Our model has clear clinical implications. In particular, we suggest that the existence of HIV disclosure anxiety should be normalised and the maintenance components of the model should be focused on in interventions where individuals are most affected by HIV disclosure anxiety and are motivated to consider sharing their status (threat interpretations, avoidance, safety-seeking behaviours, rumination, and attentional focus). Many of the cognitive-behavioural strategies used in treating health anxiety and social anxiety could be relevant for working with individuals who are most anxious about sharing their status. Such techniques could involve developing ways to challenge anxiogenic cognitions (e.g., cognitive restructuring and behavioural experiments), graded exposure to feared situations with the withdrawal of safety-seeking behaviours, teaching disclosure communication skills to enhance perceptions of coping, exploring different explanations for disclosure anxiety (Theory A versus Theory B), and accessing HIV disclosure support. In addition, motivational interviewing could be used to address disclosure ambivalence. The goals of such an intervention might be to help the individual to understand what maintains their high levels of anxiety, and to enable them to manage anxiety such that they can make a considered decision about how to respond to threat interpretations. This may help to break the HIV disclosure anxiety maintaining cycle, reducing both the preoccupation with HIV disclosure and disabling levels of anxiety. This may enable the sharing of one’s status in situations where the individual wants to disclose, or the management of anxiety in situations where one’s status is not known and there is no motivation to disclose.

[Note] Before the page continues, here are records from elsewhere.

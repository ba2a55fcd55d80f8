//! Rule-set parsing from YAML/JSON.

use std::fs;
use std::path::Path;

use thiserror::Error;

use super::ruleset::RuleSet;
use super::schema::validate_ruleset_schema;
use crate::rules::{Pattern, RuleKind};

/// Errors that can occur when loading rule sets.
#[derive(Error, Debug)]
pub enum ConfigError {
    #[error("Failed to read rule set file: {0}")]
    IoError(#[from] std::io::Error),

    #[error("Failed to parse YAML: {0}")]
    YamlError(#[from] serde_yaml::Error),

    #[error("Failed to parse JSON: {0}")]
    JsonError(#[from] serde_json::Error),

    #[error("Rule set does not match schema: {}", .0.join("; "))]
    SchemaError(Vec<String>),

    #[error("Invalid {rule} pattern '{pattern}': {source}")]
    InvalidPattern {
        rule: RuleKind,
        pattern: String,
        #[source]
        source: regex::Error,
    },

    #[error("Rule set validation failed: {0}")]
    ValidationError(String),
}

impl RuleSet {
    /// Parse a rule set from a YAML string.
    pub fn from_yaml(yaml: &str) -> Result<Self, ConfigError> {
        let document: serde_json::Value = serde_yaml::from_str(yaml)?;
        Self::from_document(document)
    }

    /// Parse a rule set from a JSON string.
    pub fn from_json(json: &str) -> Result<Self, ConfigError> {
        let document: serde_json::Value = serde_json::from_str(json)?;
        Self::from_document(document)
    }

    /// Parse a rule set from a YAML file.
    pub fn from_yaml_file(path: impl AsRef<Path>) -> Result<Self, ConfigError> {
        let contents = fs::read_to_string(path)?;
        Self::from_yaml(&contents)
    }

    /// Parse a rule set from a JSON file.
    pub fn from_json_file(path: impl AsRef<Path>) -> Result<Self, ConfigError> {
        let contents = fs::read_to_string(path)?;
        Self::from_json(&contents)
    }

    fn from_document(document: serde_json::Value) -> Result<Self, ConfigError> {
        validate_ruleset_schema(&document).map_err(ConfigError::SchemaError)?;

        let mut rules: RuleSet = serde_json::from_value(document)?;
        rules.validate()?;
        rules.compile_patterns()?;

        tracing::debug!(rules = rules.rules().len(), "Loaded rule set");
        Ok(rules)
    }

    /// Check the configured rules for contradictions.
    pub fn validate(&self) -> Result<(), ConfigError> {
        if let (Some(min), Some(max)) = (self.min_length, self.max_length) {
            if min > max {
                return Err(ConfigError::ValidationError(format!(
                    "min_length {} exceeds max_length {}",
                    min, max
                )));
            }
        }

        Ok(())
    }

    /// Compile every pattern up front so a bad one is reported at load time.
    pub fn compile_patterns(&mut self) -> Result<(), ConfigError> {
        compile_all(&mut self.matches, RuleKind::Matches)?;
        compile_all(&mut self.not_matches, RuleKind::NotMatches)?;
        Ok(())
    }
}

fn compile_all(patterns: &mut Vec<Pattern>, rule: RuleKind) -> Result<(), ConfigError> {
    let compiled = std::mem::take(patterns)
        .into_iter()
        .map(|pattern| {
            let source = pattern.as_str().to_string();
            pattern
                .compiled()
                .map_err(|source_err| ConfigError::InvalidPattern {
                    rule,
                    pattern: source,
                    source: source_err,
                })
        })
        .collect::<Result<Vec<_>, _>>()?;
    *patterns = compiled;
    Ok(())
}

We argue that developing a new theory-based intervention to minimise significant levels of HIV disclosure anxiety, is warranted, given the limited evidence of existing effective interventions to reduce anxiety about HIV disclosure from the systematic review [17–19]. It is interesting to note that the most promising of the interventions included in the review [17] used some of the components that we suggest might be beneficial.
Electronic supplementary material
Below is the link to the electronic supplementary material.
Acknowledgments
We would like to acknowledge Rosie McGuire for systematic review assistance. We would also like to acknowledge Ajay and Andrew, whose tragic deaths followed many struggles with stigma and disclosure, and who provided much motivation for this work.
Compliance with Ethical Standards
Conflict of interest
Both authors declare that they have no conflicts of interest.
Ethical Approval
This article does not contain any studies with human participants performed by any of the authors.